* **What needs to be done**
Check every line below for the string "ConnectionPoolConfig". Copy the ones that have it.

____ Supplied records

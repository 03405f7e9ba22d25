//! Cross-crate pool behavior against an on-disk database.

use code_scout_integration_tests::init_test_logging;
use scout_core::{ConnectionPoolConfig, ScoutError, StorageConfig};
use scout_storage::ResilientPool;
use std::sync::Arc;
use std::time::Duration;
use tempfile::TempDir;

fn disk_config(dir: &TempDir, max: usize) -> StorageConfig {
    StorageConfig {
        path: dir.path().join("scout.db"),
        max_connections: max,
        connection_timeout_ms: 300,
        ..Default::default()
    }
}

fn pool_config(min: usize, max: usize) -> ConnectionPoolConfig {
    ConnectionPoolConfig {
        min_connections: min,
        max_connections: max,
        idle_timeout_ms: 60_000,
        validation_interval_ms: 60_000,
        retry_attempts: 1,
        retry_base_delay_ms: 50,
        retry_max_delay_ms: 200,
    }
}

fn resilient(dir: &TempDir, min: usize, max: usize) -> Arc<ResilientPool> {
    ResilientPool::new(disk_config(dir, max), pool_config(min, max)).unwrap()
}

#[tokio::test]
async fn sixth_acquire_pends_until_a_release() {
    init_test_logging();
    let dir = TempDir::new().unwrap();
    let pool = resilient(&dir, 0, 5);

    let mut held = Vec::new();
    for _ in 0..5 {
        held.push(pool.acquire().await.unwrap());
    }
    assert_eq!(pool.size(), 5);

    let pool2 = pool.clone();
    let sixth = tokio::spawn(async move { pool2.acquire().await });

    tokio::time::sleep(Duration::from_millis(100)).await;
    assert!(!sixth.is_finished(), "sixth caller should still be pending");

    pool.release(held.pop().unwrap());
    let handle = sixth.await.unwrap().unwrap();
    assert!(pool.size() <= 5);

    pool.release(handle);
    for h in held {
        pool.release(h);
    }
}

#[tokio::test]
async fn size_never_exceeds_max_under_contention() {
    init_test_logging();
    let dir = TempDir::new().unwrap();
    let pool = ResilientPool::new(
        StorageConfig {
            path: dir.path().join("scout.db"),
            max_connections: 5,
            connection_timeout_ms: 5_000,
            ..Default::default()
        },
        pool_config(0, 5),
    )
    .unwrap();

    let mut tasks = Vec::new();
    for _ in 0..20 {
        let pool = pool.clone();
        tasks.push(tokio::spawn(async move {
            let handle = pool.acquire().await.unwrap();
            assert!(pool.size() <= 5);
            tokio::time::sleep(Duration::from_millis(10)).await;
            pool.release(handle);
        }));
    }
    for task in tasks {
        task.await.unwrap();
    }

    let counters = pool.stats().counters;
    assert!(counters.created <= 5);
    assert_eq!(counters.acquired, 20);
    assert_eq!(counters.released, 20);
}

#[tokio::test]
async fn warm_up_parks_min_connections() {
    init_test_logging();
    let dir = TempDir::new().unwrap();
    let pool = resilient(&dir, 3, 5);

    assert_eq!(pool.available(), 3);
    assert_eq!(pool.stats().counters.created, 3);
}

#[tokio::test]
async fn acquire_release_restores_availability() {
    init_test_logging();
    let dir = TempDir::new().unwrap();
    let pool = resilient(&dir, 0, 3);

    let handle = pool.acquire().await.unwrap();
    let before = pool.available();
    pool.release(handle);

    assert_eq!(pool.available(), before + 1);
    assert!(pool.available() <= pool.size());
}

#[tokio::test]
async fn exhaustion_surfaces_terminal_error() {
    init_test_logging();
    let dir = TempDir::new().unwrap();
    let pool = resilient(&dir, 0, 1);

    let _held = pool.acquire().await.unwrap();
    let err = pool.acquire().await.unwrap_err();

    match err {
        ScoutError::AcquisitionExhausted { attempts, .. } => assert_eq!(attempts, 2),
        other => panic!("expected AcquisitionExhausted, got {other:?}"),
    }
}

#[tokio::test]
async fn reuse_shows_up_in_enhanced_stats() {
    init_test_logging();
    let dir = TempDir::new().unwrap();
    let pool = resilient(&dir, 0, 2);

    for _ in 0..4 {
        let handle = pool.acquire().await.unwrap();
        pool.release(handle);
    }

    let stats = pool.enhanced_stats();
    assert_eq!(stats.counters.created, 1);
    assert_eq!(stats.counters.acquired, 4);
    assert!(stats.performance.reuse_rate > 0.0);
    assert!(stats.performance.avg_acquisition_time_ms >= 0.0);
    assert!(stats.resources.memory_usage_bytes > 0);
}

#[tokio::test]
async fn health_check_reports_optimal_when_probes_pass() {
    init_test_logging();
    let dir = TempDir::new().unwrap();
    let pool = resilient(&dir, 2, 4);

    let report = pool.perform_health_check();
    assert_eq!(report.healthy, 2);
    assert_eq!(report.unhealthy, 0);
    assert!((report.health_rate - 100.0).abs() < f64::EPSILON);
    assert_eq!(report.level, scout_storage::PoolHealthLevel::Optimal);
}

#[tokio::test]
async fn close_all_twice_leaves_empty_pool() {
    init_test_logging();
    let dir = TempDir::new().unwrap();
    let pool = resilient(&dir, 2, 4);

    pool.close_all();
    assert_eq!(pool.size(), 0);

    // Second call is a no-op, not an error.
    pool.close_all();
    assert_eq!(pool.size(), 0);

    let err = pool.acquire().await.unwrap_err();
    assert!(matches!(err, ScoutError::Storage(_)));
}
//! Error types for the Code-Scout core.

/// Result type alias for Code-Scout operations.
pub type Result<T> = std::result::Result<T, ScoutError>;

/// Main error type for the Code-Scout data-access core.
#[derive(Debug, thiserror::Error)]
pub enum ScoutError {
    /// Malformed search input. Never retried; names the offending field
    /// and the constraint it violated so callers can correct it.
    #[error("Validation failed for '{field}': {constraint}")]
    Validation { field: String, constraint: String },

    /// A connection failed its health probe. Recoverable: the pool replaces
    /// the connection and retries the acquisition.
    #[error("Connection health check failed: {0}")]
    HealthCheckFailed(String),

    /// The acquisition retry budget is spent. Terminal.
    #[error("Connection acquisition failed after {attempts} attempts: {source}")]
    AcquisitionExhausted {
        attempts: u32,
        #[source]
        source: Box<ScoutError>,
    },

    /// The circuit breaker is open; callers should back off for the
    /// indicated duration before trying again.
    #[error("Circuit breaker open; retry in {retry_after_ms}ms")]
    CircuitOpen { retry_after_ms: u64 },

    /// Underlying engine query errors.
    #[error("Query execution failed: {0}")]
    QueryFailed(String),

    /// Storage layer errors (open/close, pragma application).
    #[error("Storage error: {0}")]
    Storage(String),

    /// Configuration errors
    #[error("Configuration error: {0}")]
    Config(String),

    /// Timeout errors
    #[error("Operation timed out: {0}")]
    Timeout(String),

    /// IO errors
    #[error("IO error: {0}")]
    Io(#[from] std::io::Error),

    /// Serialization/deserialization errors
    #[error("Serialization error: {0}")]
    Serialization(#[from] serde_json::Error),

    /// Generic internal errors
    #[error("Internal error: {0}")]
    Internal(String),

    /// Wrapped anyhow errors for compatibility
    #[error(transparent)]
    Other(#[from] anyhow::Error),
}

impl ScoutError {
    /// Create a new validation error
    pub fn validation(field: impl Into<String>, constraint: impl Into<String>) -> Self {
        Self::Validation {
            field: field.into(),
            constraint: constraint.into(),
        }
    }

    /// Create a new health-check error
    pub fn health_check(msg: impl Into<String>) -> Self {
        Self::HealthCheckFailed(msg.into())
    }

    /// Create a new query error
    pub fn query(msg: impl Into<String>) -> Self {
        Self::QueryFailed(msg.into())
    }

    /// Create a new storage error
    pub fn storage(msg: impl Into<String>) -> Self {
        Self::Storage(msg.into())
    }

    /// Create a new config error
    pub fn config(msg: impl Into<String>) -> Self {
        Self::Config(msg.into())
    }

    /// Create a new timeout error
    pub fn timeout(msg: impl Into<String>) -> Self {
        Self::Timeout(msg.into())
    }

    /// Create a new internal error
    pub fn internal(msg: impl Into<String>) -> Self {
        Self::Internal(msg.into())
    }

    /// Check if this is a validation error
    pub fn is_validation(&self) -> bool {
        matches!(self, Self::Validation { .. })
    }

    /// Whether the pool's local retry loop may retry after this error.
    ///
    /// Validation errors and circuit rejections never retry; health and
    /// transient query/timeout failures do.
    pub fn is_retryable(&self) -> bool {
        matches!(
            self,
            Self::HealthCheckFailed(_) | Self::QueryFailed(_) | Self::Timeout(_)
        )
    }
}

impl From<rusqlite::Error> for ScoutError {
    fn from(e: rusqlite::Error) -> Self {
        Self::QueryFailed(e.to_string())
    }
}

#[cfg(test)]
mod tests {
    use super::*;

    #[test]
    fn validation_errors_carry_field_and_constraint() {
        let err = ScoutError::validation("tags", "at most 5 tags");
        assert!(err.is_validation());
        assert!(!err.is_retryable());
        assert_eq!(
            err.to_string(),
            "Validation failed for 'tags': at most 5 tags"
        );
    }

    #[test]
    fn retryability_classification() {
        assert!(ScoutError::health_check("probe failed").is_retryable());
        assert!(ScoutError::timeout("acquire").is_retryable());
        assert!(!ScoutError::CircuitOpen { retry_after_ms: 500 }.is_retryable());
        assert!(!ScoutError::config("bad path").is_retryable());
    }

    #[test]
    fn exhaustion_preserves_last_cause() {
        let err = ScoutError::AcquisitionExhausted {
            attempts: 4,
            source: Box::new(ScoutError::health_check("SELECT 1 failed")),
        };
        let msg = err.to_string();
        assert!(msg.contains("4 attempts"));
        assert!(msg.contains("SELECT 1 failed"));
    }
}
//! Shared support for the workspace integration tests.

pub use scout_core;
pub use scout_search;
pub use scout_storage;

use std::sync::Once;

static INIT: Once = Once::new();

/// Install a test-friendly tracing subscriber once per process. Safe to
/// call from every test.
pub fn init_test_logging() {
    INIT.call_once(|| {
        let _ = tracing_subscriber::fmt()
            .with_env_filter(tracing_subscriber::EnvFilter::from_default_env())
            .with_test_writer()
            .try_init();
    });
}
//! Validated configuration consumed by the data-access core.
//!
//! Loading, merging, and migration of configuration happen outside this
//! workspace; the core receives these structs already populated.

use crate::error::{Result, ScoutError};
use serde::{Deserialize, Serialize};
use std::path::PathBuf;

/// Storage engine configuration.
#[derive(Debug, Clone, Serialize, Deserialize)]
pub struct StorageConfig {
    /// Path to the database file, or `:memory:` for an ephemeral engine.
    pub path: PathBuf,
    /// Upper bound on simultaneously open engine handles.
    pub max_connections: usize,
    /// Timeout for acquiring a handle when the pool is saturated (ms).
    pub connection_timeout_ms: u64,
    /// Open the engine read-only.
    pub readonly: bool,
    /// Extra pragmas applied to every new connection, in order.
    pub pragmas: Vec<(String, String)>,
}

impl StorageConfig {
    /// Configuration for an in-memory engine (tests, ephemeral contexts).
    pub fn in_memory() -> Self {
        Self {
            path: PathBuf::from(":memory:"),
            ..Self::default()
        }
    }

    /// True when the engine lives in memory rather than on disk.
    pub fn is_in_memory(&self) -> bool {
        self.path.as_os_str() == ":memory:"
    }

    /// Set the maximum connection count.
    pub fn with_max_connections(mut self, max: usize) -> Self {
        self.max_connections = max;
        self
    }

    /// Set the acquisition timeout.
    pub fn with_connection_timeout_ms(mut self, ms: u64) -> Self {
        self.connection_timeout_ms = ms;
        self
    }

    /// Validate the configuration.
    pub fn validate(&self) -> Result<()> {
        if self.path.as_os_str().is_empty() {
            return Err(ScoutError::config("Storage path cannot be empty"));
        }
        if self.max_connections == 0 {
            return Err(ScoutError::config(
                "max_connections must be greater than 0",
            ));
        }
        if self.connection_timeout_ms == 0 {
            return Err(ScoutError::config(
                "connection_timeout_ms must be greater than 0",
            ));
        }
        Ok(())
    }
}

impl Default for StorageConfig {
    fn default() -> Self {
        Self {
            path: PathBuf::from("code-scout.sqlite3"),
            max_connections: 10,
            connection_timeout_ms: 10_000,
            readonly: false,
            pragmas: Vec::new(),
        }
    }
}

/// Performance tuning for the pool, cache, and monitors.
#[derive(Debug, Clone, Default, Serialize, Deserialize)]
pub struct PerformanceConfig {
    pub connection_pool: ConnectionPoolConfig,
    pub query_cache: QueryCacheConfig,
    pub monitoring: MonitoringConfig,
    pub memory: MemoryConfig,
}

impl PerformanceConfig {
    /// Validate all nested sections.
    pub fn validate(&self) -> Result<()> {
        self.connection_pool.validate()?;
        if self.query_cache.enabled && self.query_cache.max_size == 0 {
            return Err(ScoutError::config(
                "query_cache.max_size must be greater than 0 when enabled",
            ));
        }
        Ok(())
    }
}

/// Connection pool tuning.
#[derive(Debug, Clone, Serialize, Deserialize)]
pub struct ConnectionPoolConfig {
    /// Connections created eagerly at startup (0 skips warm-up).
    pub min_connections: usize,
    /// Hard upper bound on live connections.
    pub max_connections: usize,
    /// A connection untouched for this long is replaced (ms).
    pub idle_timeout_ms: u64,
    /// Interval between background health sweeps (ms).
    pub validation_interval_ms: u64,
    /// Extra acquisition attempts after the first failure.
    pub retry_attempts: u32,
    /// Base delay for exponential backoff between attempts (ms).
    pub retry_base_delay_ms: u64,
    /// Ceiling on the backoff delay (ms).
    pub retry_max_delay_ms: u64,
}

impl ConnectionPoolConfig {
    pub fn validate(&self) -> Result<()> {
        if self.max_connections == 0 {
            return Err(ScoutError::config(
                "connection_pool.max_connections must be greater than 0",
            ));
        }
        if self.min_connections > self.max_connections {
            return Err(ScoutError::config(
                "connection_pool.min_connections cannot exceed max_connections",
            ));
        }
        if self.retry_base_delay_ms > self.retry_max_delay_ms {
            return Err(ScoutError::config(
                "connection_pool.retry_base_delay_ms cannot exceed retry_max_delay_ms",
            ));
        }
        Ok(())
    }
}

impl Default for ConnectionPoolConfig {
    fn default() -> Self {
        Self {
            min_connections: 2,
            max_connections: 10,
            idle_timeout_ms: 300_000,
            validation_interval_ms: 30_000,
            retry_attempts: 3,
            retry_base_delay_ms: 100,
            retry_max_delay_ms: 5_000,
        }
    }
}

/// Result cache tuning.
#[derive(Debug, Clone, Serialize, Deserialize)]
pub struct QueryCacheConfig {
    pub enabled: bool,
    /// Maximum cached result sets.
    pub max_size: u64,
    /// Entry time-to-live (ms).
    pub ttl_ms: u64,
}

impl Default for QueryCacheConfig {
    fn default() -> Self {
        Self {
            enabled: true,
            max_size: 500,
            ttl_ms: 60_000,
        }
    }
}

/// Monitoring thresholds.
#[derive(Debug, Clone, Serialize, Deserialize)]
pub struct MonitoringConfig {
    pub enabled: bool,
    /// How long derived statistics are considered fresh (ms).
    pub retention_ms: u64,
    /// Queries slower than this are counted and logged (ms).
    pub slow_query_threshold_ms: u64,
}

impl Default for MonitoringConfig {
    fn default() -> Self {
        Self {
            enabled: true,
            retention_ms: 3_600_000,
            slow_query_threshold_ms: 1_000,
        }
    }
}

/// Memory ceiling configuration.
#[derive(Debug, Clone, Serialize, Deserialize)]
pub struct MemoryConfig {
    pub max_usage_bytes: u64,
    pub check_interval_ms: u64,
    pub optimization_enabled: bool,
}

impl Default for MemoryConfig {
    fn default() -> Self {
        Self {
            max_usage_bytes: 256 * 1024 * 1024,
            check_interval_ms: 60_000,
            optimization_enabled: true,
        }
    }
}

#[cfg(test)]
mod tests {
    use super::*;

    #[test]
    fn in_memory_config() {
        let config = StorageConfig::in_memory();
        assert!(config.is_in_memory());
        assert!(config.validate().is_ok());
    }

    #[test]
    fn zero_max_connections_rejected() {
        let config = StorageConfig::in_memory().with_max_connections(0);
        assert!(config.validate().is_err());
    }

    #[test]
    fn pool_config_bounds() {
        let mut config = ConnectionPoolConfig::default();
        assert!(config.validate().is_ok());

        config.min_connections = config.max_connections + 1;
        assert!(config.validate().is_err());

        let mut config = ConnectionPoolConfig::default();
        config.retry_base_delay_ms = 10_000;
        config.retry_max_delay_ms = 1_000;
        assert!(config.validate().is_err());
    }

    #[test]
    fn performance_config_roundtrips_through_json() {
        let config = PerformanceConfig::default();
        let json = serde_json::to_string(&config).unwrap();
        let back: PerformanceConfig = serde_json::from_str(&json).unwrap();
        assert_eq!(
            back.connection_pool.max_connections,
            config.connection_pool.max_connections
        );
        assert_eq!(back.query_cache.ttl_ms, config.query_cache.ttl_ms);
    }
}
impl ResilientPool {
    /// Build the pool, warm it up, and start the background sweeps.
    ///
    /// Warm-up is skipped for in-memory engines (ephemeral contexts) and for
    /// `min_connections == 0`; warm-up failures leave the pool cold but
    /// functional. Must be called from within a tokio runtime.
    pub fn new(mut storage: StorageConfig, config: ConnectionPoolConfig) -> Result<Arc<Self>> {
        config.validate()?;
        // The pool config is authoritative for capacity.
        storage.max_connections = config.max_connections;
        let warm = config.min_connections > 0 && !storage.is_in_memory();
        let pool = Pool::new(storage)?;

        let resilient = Arc::new(Self {
            pool,
            config,
            health: DashMap::new(),
            total_wait_us: AtomicU64::new(0),
            peak_wait_us: AtomicU64::new(0),
            idle_timeouts: AtomicU64::new(0),
            validating: AtomicUsize::new(0),
            sweeps: Mutex::new(Vec::new()),
            closed: AtomicBool::new(false),
        });

        if warm {
            resilient.warm_up();
        }
        resilient.spawn_sweeps();

        info!(
            min = resilient.config.min_connections,
            max = resilient.config.max_connections,
            "resilient pool initialized"
        );
        Ok(resilient)
    }

    /// Acquire a healthy connection within `retry_attempts + 1` tries.
    ///
    /// Each try acquires from the base pool (suspending FIFO when
    /// saturated), tracks the connection if new, and probes it. A failed
    /// probe replaces the connection and counts as a retryable failure.
    /// Non-retryable errors surface immediately; exhausting the budget
    /// yields [`ScoutError::AcquisitionExhausted`] carrying the last cause.
    pub async fn acquire(&self) -> Result<PooledConnection> {
        if self.closed.load(Ordering::SeqCst) {
            return Err(ScoutError::storage("pool is closed"));
        }

        let started = Instant::now();
        let max_attempts = self.config.retry_attempts + 1;
        let mut last_err: Option<ScoutError> = None;

        for attempt in 1..=max_attempts {
            match self.try_acquire_once().await {
                Ok(handle) => {
                    self.record_acquisition(started.elapsed());
                    return Ok(handle);
                }
                Err(e) if e.is_retryable() => {
                    warn!(attempt, max_attempts, error = %e, "acquisition attempt failed");
                    last_err = Some(e);
                    if attempt < max_attempts {
                        tokio::time::sleep(retry_delay(attempt, &self.config)).await;
                    }
                }
                Err(e) => return Err(e),
            }
        }

        let source = last_err.unwrap_or_else(|| ScoutError::internal("no acquisition attempts ran"));
        Err(ScoutError::AcquisitionExhausted {
            attempts: max_attempts,
            source: Box::new(source),
        })
    }

    async fn try_acquire_once(&self) -> Result<PooledConnection> {
        let handle = self.pool.acquire().await?;
        let id = handle.id();

        if !self.health.contains_key(&id) {
            self.health.insert(id, ConnectionHealth::new(id));
        }

        match handle.conn().probe() {
            ProbeOutcome::Healthy => {
                if let Some(mut record) = self.health.get_mut(&id) {
                    record.is_healthy = true;
                    record.success_count += 1;
                    record.last_check = Instant::now();
                    record.last_error = None;
                    record.suspect = false;
                }
                Ok(handle)
            }
            ProbeOutcome::Unhealthy(reason) => {
                warn!(id, %reason, "connection failed probe; replacing");
                // Remove-then-create: the unhealthy identity disappears
                // entirely before its replacement is tracked.
                self.health.remove(&id);
                handle.discard();
                match self.pool.create_idle() {
                    Ok(Some(replacement)) => {
                        self.health
                            .insert(replacement.id(), ConnectionHealth::new(replacement.id()));
                    }
                    Ok(None) => debug!("replacement skipped; pool at capacity"),
                    Err(e) => debug!(error = %e, "replacement connection could not be opened"),
                }
                Err(ScoutError::health_check(reason))
            }
        }
    }

    /// Return a connection to the pool, resetting its idle clock.
    pub fn release(&self, handle: PooledConnection) {
        if let Some(mut record) = self.health.get_mut(&handle.id()) {
            record.last_check = Instant::now();
        }
        drop(handle);
    }

    /// Flag a connection whose last operation timed out. The engine call
    /// could not be interrupted, so its completion state is unknown; the
    /// connection is probed before it is ever handed out again (every
    /// acquisition probes, so a suspect connection can never skip the
    /// check).
    pub fn mark_suspect(&self, id: u64) {
        if let Some(mut record) = self.health.get_mut(&id) {
            record.suspect = true;
            debug!(id, "connection marked suspect");
        }
    }

    /// Probe every idle connection and classify overall pool health.
    ///
    /// Outstanding connections cannot be probed while in use; they keep
    /// their last known classification until released. With nothing
    /// tracked the pool reports 100% healthy. Also runs on the
    /// `validation_interval_ms` timer.
    pub fn perform_health_check(&self) -> HealthReport {
        let idle = self.pool.idle_snapshot();
        self.validating.store(idle.len(), Ordering::Relaxed);

        for conn in idle {
            let id = conn.id();
            let outcome = conn.probe();
            if !self.health.contains_key(&id) {
                self.health.insert(id, ConnectionHealth::new(id));
            }
            if let Some(mut record) = self.health.get_mut(&id) {
                match outcome {
                    ProbeOutcome::Healthy => {
                        record.is_healthy = true;
                        record.success_count += 1;
                        record.last_error = None;
                    }
                    ProbeOutcome::Unhealthy(reason) => {
                        record.is_healthy = false;
                        record.failure_count += 1;
                        record.last_error = Some(reason);
                    }
                }
            }
            self.validating.fetch_sub(1, Ordering::Relaxed);
        }
        self.validating.store(0, Ordering::Relaxed);

        let connections: Vec<ConnectionHealthSnapshot> = self
            .health
            .iter()
            .map(|entry| ConnectionHealthSnapshot::from(entry.value()))
            .collect();
        let total = connections.len();
        let healthy = connections.iter().filter(|c| c.is_healthy).count();
        let rate = if total == 0 {
            1.0
        } else {
            healthy as f64 / total as f64
        };
        let level = if rate >= WARNING_HEALTH_RATE {
            PoolHealthLevel::Optimal
        } else if rate >= CRITICAL_HEALTH_RATE {
            PoolHealthLevel::Warning
        } else {
            PoolHealthLevel::Critical
        };

        if level != PoolHealthLevel::Optimal {
            warn!(?level, healthy, total, "pool health degraded");
        }

        HealthReport {
            level,
            health_rate: rate * 100.0,
            healthy,
            unhealthy: total - healthy,
            connections,
        }
    }

    /// Replace idle connections that have sat untouched past the idle
    /// timeout. Prolonged idleness is treated as a latent-failure signal:
    /// the stale connection is closed and a fresh one takes its slot.
    fn cleanup_idle_connections(&self) {
        let idle_timeout = Duration::from_millis(self.config.idle_timeout_ms);
        let stale: Vec<u64> = self
            .health
            .iter()
            .filter(|entry| entry.last_check.elapsed() > idle_timeout)
            .map(|entry| entry.id)
            .collect();

        for id in stale {
            // Only parked connections can be refreshed; an outstanding one
            // gets its idle clock reset at release anyway.
            if self.pool.discard_idle(id) {
                self.health.remove(&id);
                self.idle_timeouts.fetch_add(1, Ordering::Relaxed);
                match self.pool.create_idle() {
                    Ok(Some(replacement)) => {
                        self.health
                            .insert(replacement.id(), ConnectionHealth::new(replacement.id()));
                        debug!(stale = id, fresh = replacement.id(), "idle connection refreshed");
                    }
                    Ok(None) => debug!(stale = id, "idle slot not refilled; pool at capacity"),
                    Err(e) => warn!(error = %e, "idle replacement could not be opened"),
                }
            }
        }
    }

    /// Eagerly create and park `min_connections` connections.
    /// Failures are logged and leave the pool cold but functional.
    pub fn warm_up(&self) {
        let target = self.config.min_connections;
        let mut created = 0usize;
        for _ in 0..target {
            match self.pool.create_idle() {
                Ok(Some(conn)) => {
                    self.health.insert(conn.id(), ConnectionHealth::new(conn.id()));
                    created += 1;
                }
                Ok(None) => break,
                Err(e) => {
                    warn!(error = %e, created, target, "warm-up failed; pool starts cold");
                    return;
                }
            }
        }
        info!(count = created, "connection pool warmed up");
    }

    fn spawn_sweeps(self: &Arc<Self>) {
        let health_interval = Duration::from_millis(self.config.validation_interval_ms.max(1));
        let idle_interval =
            Duration::from_millis((self.config.idle_timeout_ms / CLEANUP_CHECK_RATIO).max(1));

        let weak: Weak<Self> = Arc::downgrade(self);
        let health_task = tokio::spawn(async move {
            let mut interval = tokio::time::interval(health_interval);
            interval.tick().await; // skip the immediate tick
            loop {
                interval.tick().await;
                let Some(pool) = weak.upgrade() else { break };
                pool.perform_health_check();
            }
        });

        let weak: Weak<Self> = Arc::downgrade(self);
        let idle_task = tokio::spawn(async move {
            let mut interval = tokio::time::interval(idle_interval);
            interval.tick().await;
            loop {
                interval.tick().await;
                let Some(pool) = weak.upgrade() else { break };
                pool.cleanup_idle_connections();
            }
        });

        self.sweeps.lock().extend([health_task, idle_task]);
    }

    /// Shut the pool down: cancel both sweep timers first so no callback
    /// touches freed state, close every pooled connection, then clear the
    /// health index. Safe to call more than once.
    pub fn close_all(&self) {
        if self.closed.swap(true, Ordering::SeqCst) {
            return;
        }
        for task in self.sweeps.lock().drain(..) {
            task.abort();
        }
        self.pool.close_all();
        self.health.clear();
        info!("resilient pool closed");
    }

    fn record_acquisition(&self, elapsed: Duration) {
        let us = elapsed.as_micros() as u64;
        self.total_wait_us.fetch_add(us, Ordering::Relaxed);
        self.peak_wait_us.fetch_max(us, Ordering::Relaxed);
    }

    fn health_summary(&self) -> HealthSummary {
        let healthy = self.health.iter().filter(|e| e.is_healthy).count();
        let total = self.health.len();
        HealthSummary {
            healthy,
            unhealthy: total - healthy,
            validating: self.validating.load(Ordering::Relaxed),
        }
    }

    /// Base counters plus the health summary.
    pub fn stats(&self) -> PoolStats {
        PoolStats {
            counters: self.pool.counters(),
            health: self.health_summary(),
        }
    }

    /// Full derived statistics.
    pub fn enhanced_stats(&self) -> EnhancedPoolStats {
        let counters = self.pool.counters();
        let total_us = self.total_wait_us.load(Ordering::Relaxed);
        let peak_us = self.peak_wait_us.load(Ordering::Relaxed);
        let avg_ms = if counters.acquired > 0 {
            total_us as f64 / 1_000.0 / counters.acquired as f64
        } else {
            0.0
        };
        let reuse_rate = if counters.acquired > 0 {
            counters.acquired.saturating_sub(counters.created) as f64 / counters.acquired as f64
        } else {
            0.0
        };

        EnhancedPoolStats {
            counters,
            health: self.health_summary(),
            performance: PerformanceSummary {
                avg_acquisition_time_ms: avg_ms,
                peak_acquisition_time_ms: peak_us as f64 / 1_000.0,
                total_wait_time_ms: total_us as f64 / 1_000.0,
                reuse_rate,
            },
            resources: ResourceSummary {
                memory_usage_bytes: counters.size as u64 * ESTIMATED_CONNECTION_BYTES,
                file_descriptors: counters.size,
                idle_timeouts: self.idle_timeouts.load(Ordering::Relaxed),
            },
        }
    }

    /// Health record snapshot for one connection id.
    pub fn connection_health(&self, id: u64) -> Option<ConnectionHealthSnapshot> {
        self.health
            .get(&id)
            .map(|record| ConnectionHealthSnapshot::from(record.value()))
    }

    pub fn size(&self) -> usize {
        self.pool.size()
    }

    pub fn available(&self) -> usize {
        self.pool.available()
    }
}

________

* **Response area**
use scout_core::{ConnectionPoolConfig, ScoutError, StorageConfig};
fn pool_config(min: usize, max: usize) -> ConnectionPoolConfig {
    ConnectionPoolConfig {
    pub connection_pool: ConnectionPoolConfig,
pub struct ConnectionPoolConfig {
impl ConnectionPoolConfig {
impl Default for ConnectionPoolConfig {
        let mut config = ConnectionPoolConfig::default();
        let mut config = ConnectionPoolConfig::default();
    pub fn new(mut storage: StorageConfig, config: ConnectionPoolConfig) -> Result<Arc<Self>> {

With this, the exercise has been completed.